Devices are often built today with no concessions made towards easy repair or refurbishment, or even once routine upgrades like adding RAM or swapping out an ailing battery. While companies like Apple do often support hardware for a long time in some respects, the trade-off seems to be that if you crack your screen, the maker is your only real option to fix it.
That’s a problem for many reasons, as right-to-repair activist and iFixit founder Kyle Wiens has argued indefatigably for years (the company posted proudly about the statement on its blog). The FTC sought comment on this topic back in 2019, issued a report on the state of things a few months ago, and now (perhaps emboldened by new Chair Lina Khan’s green light to all things fearful to big tech companies) has issued a policy statement.
The gist of the unanimously approved statement is that they found that the practice of deliberately restricting repairs may have serious repercussions, especially among people who don’t have the cash to pay the Apple tax for what ought to be (and once was) a simple repair.
The Commission’s report on repair restrictions explores and discusses a number of these issues and describes the hardships repair restrictions create for families and businesses. The Commission is concerned that this burden is borne more heavily by underserved communities, including communities of color and lower-income Americans. The pandemic exacerbated these effects as consumers relied more heavily on technology than ever before.
While unlawful repair restrictions have generally not been an enforcement priority for the Commission for a number of years, the Commission has determined that it will devote more enforcement resources to combat these practices. Accordingly, the Commission will now prioritize investigations into unlawful repair restrictions under relevant statutes…
The statement then makes four basic points. First, it reiterates the need for consumers and other public organizations to report and characterize what they perceive as unfair or problematic repair restrictions. The FTC doesn’t go out and spontaneously investigate companies, it generally needs a complaint to set the wheels in motion, such as people alleging that Facebook is misusing their data.

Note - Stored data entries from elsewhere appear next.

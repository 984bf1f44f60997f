//! Department model for PostgreSQL database operations.

use diesel::prelude::*;
use jiff_diesel::Timestamp;
use uuid::Uuid;

use crate::schema::departments;

/// Department within an institution.
#[derive(Debug, Clone, PartialEq, Queryable, Selectable)]
#[diesel(table_name = departments)]
#[diesel(check_for_backend(diesel::pg::Pg))]
pub struct Department {
    /// Unique department identifier.
    pub id: Uuid,
    /// Owning institution.
    pub institution_id: Uuid,
    /// Name, unique per institution among non-deleted departments.
    pub name: String,
    pub created_at: Timestamp,
    pub updated_at: Timestamp,
    pub deleted_at: Option<Timestamp>,
}

/// Data for creating a new department.
#[derive(Debug, Default, Clone, Insertable)]
#[diesel(table_name = departments)]
#[diesel(check_for_backend(diesel::pg::Pg))]
pub struct NewDepartment {
    pub institution_id: Uuid,
    pub name: String,
}

impl NewDepartment {
    /// Creates a new department for the institution.
    pub fn new(institution_id: Uuid, name: impl Into<String>) -> Self {
        Self {
            institution_id,
            name: name.into(),
        }
    }
}

/// Data for updating a department.
#[derive(Debug, Clone, Default, AsChangeset)]
#[diesel(table_name = departments)]
#[diesel(check_for_backend(diesel::pg::Pg))]
pub struct UpdateDepartment {
    pub name: Option<String>,
    pub deleted_at: Option<Option<Timestamp>>,
}
//! HTTP listener and graceful shutdown.

mod error;
mod http_server;
mod shutdown;

pub use error::{ServerError, ServerResult};
pub use http_server::serve;
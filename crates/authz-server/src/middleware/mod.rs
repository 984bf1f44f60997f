//! Middleware for `axum::Router` and HTTP request processing.
//!
//! Each concern is an extension trait on [`Router`]:
//!
//! ```rust,no_run
//! use axum::Router;
//! use authz_server::middleware::{
//!     CorsConfig, RecoveryConfig, RouterObservabilityExt, RouterRecoveryExt,
//!     RouterSecurityExt,
//! };
//!
//! let app: Router = Router::new()
//!     .with_security(&CorsConfig::default())
//!     .with_observability()
//!     .with_recovery(&RecoveryConfig::default());
//! ```
//!
//! [`Router`]: axum::Router

mod observability;
mod recovery;
mod security;
mod specification;

pub use observability::{REQUEST_ID_HEADER, RouterObservabilityExt};
pub use recovery::{RecoveryConfig, RouterRecoveryExt};
pub use security::{CorsConfig, DEFAULT_MAX_BODY_SIZE, RouterSecurityExt};
pub use specification::{OpenApiConfig, RouterOpenApiExt};
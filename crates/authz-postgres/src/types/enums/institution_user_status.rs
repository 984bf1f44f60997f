//! Institution user status derived from archival and deactivation columns.

use jiff::Timestamp;
use jiff::civil::Date;
#[cfg(feature = "schema")]
use schemars::JsonSchema;
use serde::{Deserialize, Serialize};
use strum::{Display, EnumIter, EnumString};

use crate::types::local_date;

/// Lifecycle status of an institution membership.
///
/// Status is never stored. It follows from `archived_at` and
/// `deactivation_date` evaluated against the current day in `Europe/Tallinn`,
/// with precedence `Archived > Deactivated > Active`.
#[derive(Debug, Default, Clone, Copy, Eq, PartialEq, Hash)]
#[cfg_attr(feature = "schema", derive(JsonSchema))]
#[derive(Serialize, Deserialize, Display, EnumIter, EnumString)]
#[strum(serialize_all = "SCREAMING_SNAKE_CASE", ascii_case_insensitive)]
pub enum InstitutionUserStatus {
    /// Membership is in effect
    #[serde(rename = "ACTIVE")]
    #[default]
    Active,

    /// Deactivation date has been reached
    #[serde(rename = "DEACTIVATED")]
    Deactivated,

    /// Membership has been archived and is read-only
    #[serde(rename = "ARCHIVED")]
    Archived,
}

impl InstitutionUserStatus {
    /// Derives the status of a membership at the instant `now`.
    pub fn derive(
        archived_at: Option<Timestamp>,
        deactivation_date: Option<Date>,
        now: Timestamp,
    ) -> Self {
        if archived_at.is_some() {
            return Self::Archived;
        }

        match deactivation_date {
            Some(date) if date <= local_date(now) => Self::Deactivated,
            _ => Self::Active,
        }
    }

    /// Returns whether the membership is currently in effect.
    #[inline]
    pub fn is_active(self) -> bool {
        matches!(self, InstitutionUserStatus::Active)
    }

    /// Returns whether the membership can no longer be modified.
    #[inline]
    pub fn is_read_only(self) -> bool {
        matches!(self, InstitutionUserStatus::Archived)
    }
}

#[cfg(test)]
mod tests {
    use jiff::civil::date;

    use super::*;

    fn ts(value: &str) -> Timestamp {
        value.parse().unwrap()
    }

    #[test]
    fn archived_takes_precedence() {
        let now = ts("2024-05-01T10:00:00Z");
        let status = InstitutionUserStatus::derive(Some(now), Some(date(2024, 1, 1)), now);
        assert_eq!(status, InstitutionUserStatus::Archived);
    }

    #[test]
    fn future_deactivation_is_still_active() {
        let now = ts("2024-05-01T10:00:00Z");
        let status = InstitutionUserStatus::derive(None, Some(date(2024, 5, 2)), now);
        assert_eq!(status, InstitutionUserStatus::Active);
        assert_eq!(
            InstitutionUserStatus::derive(None, None, now),
            InstitutionUserStatus::Active
        );
    }

    #[test]
    fn deactivation_uses_tallinn_day() {
        // 22:30 UTC on March 10 is already March 11 in Tallinn.
        let now = ts("2024-03-10T22:30:00Z");
        let status = InstitutionUserStatus::derive(None, Some(date(2024, 3, 11)), now);
        assert_eq!(status, InstitutionUserStatus::Deactivated);

        let earlier = ts("2024-03-10T21:59:00Z");
        let status = InstitutionUserStatus::derive(None, Some(date(2024, 3, 11)), earlier);
        assert_eq!(status, InstitutionUserStatus::Active);
    }

    #[test]
    fn parses_case_insensitively() {
        assert_eq!(
            "deactivated".parse::<InstitutionUserStatus>().ok(),
            Some(InstitutionUserStatus::Deactivated)
        );
        assert_eq!(InstitutionUserStatus::Archived.to_string(), "ARCHIVED");
    }
}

Second is a surprising antitrust tie-in, where the FTC says it will look at said restrictions aiming to answer whether monopolistic practices like tying and exclusionary design are in play. This could be something like refusing to allow upgrades, then charging an order of magnitude higher than market price for something like a few extra gigs of storage or RAM, or designing products in such a way that it moots competition. Or perhaps arbitrary warranty violations for doing things like removing screws or taking the device to third party for repairs. (Of course, these would depend on establishing monopoly status or market power for the company, something the FTC has had trouble doing.)
More in line with the FTC’s usual commercial regulations, it will assess whether the restrictions are “unfair acts or practices,” which is a much broader and easier to meet requirement. You don’t need a monopoly to make claims of an “open standard” to be misleading, or for a hidden setting to slow the operations of third party apps or peripherals, for instance.
And lastly the agency mentions that it will be working with states in its push to establish new regulations and laws. This is perhaps a reference to the pioneering “right to repair” bills like the one passed by Massachusetts last year. Successes and failures along those lines will be taken into account and the feds and state policymakers will be comparing notes.
This isn’t the first movement in this direction by a long shot, but it is one of the plainest. Tech companies have seen the writing on the wall, and done things like expand independent repair programs — but it’s arguable that these actions were taken in anticipation of the FTC’s expected shift toward establishing hard lines on the topic.
The FTC isn’t showing its full hand here, but it’s certainly hinting that it’s ready to play if the companies involved want to push their luck. We’ll probably know more soon once it starts ingesting consumer complaints and builds a picture of the repair landscape.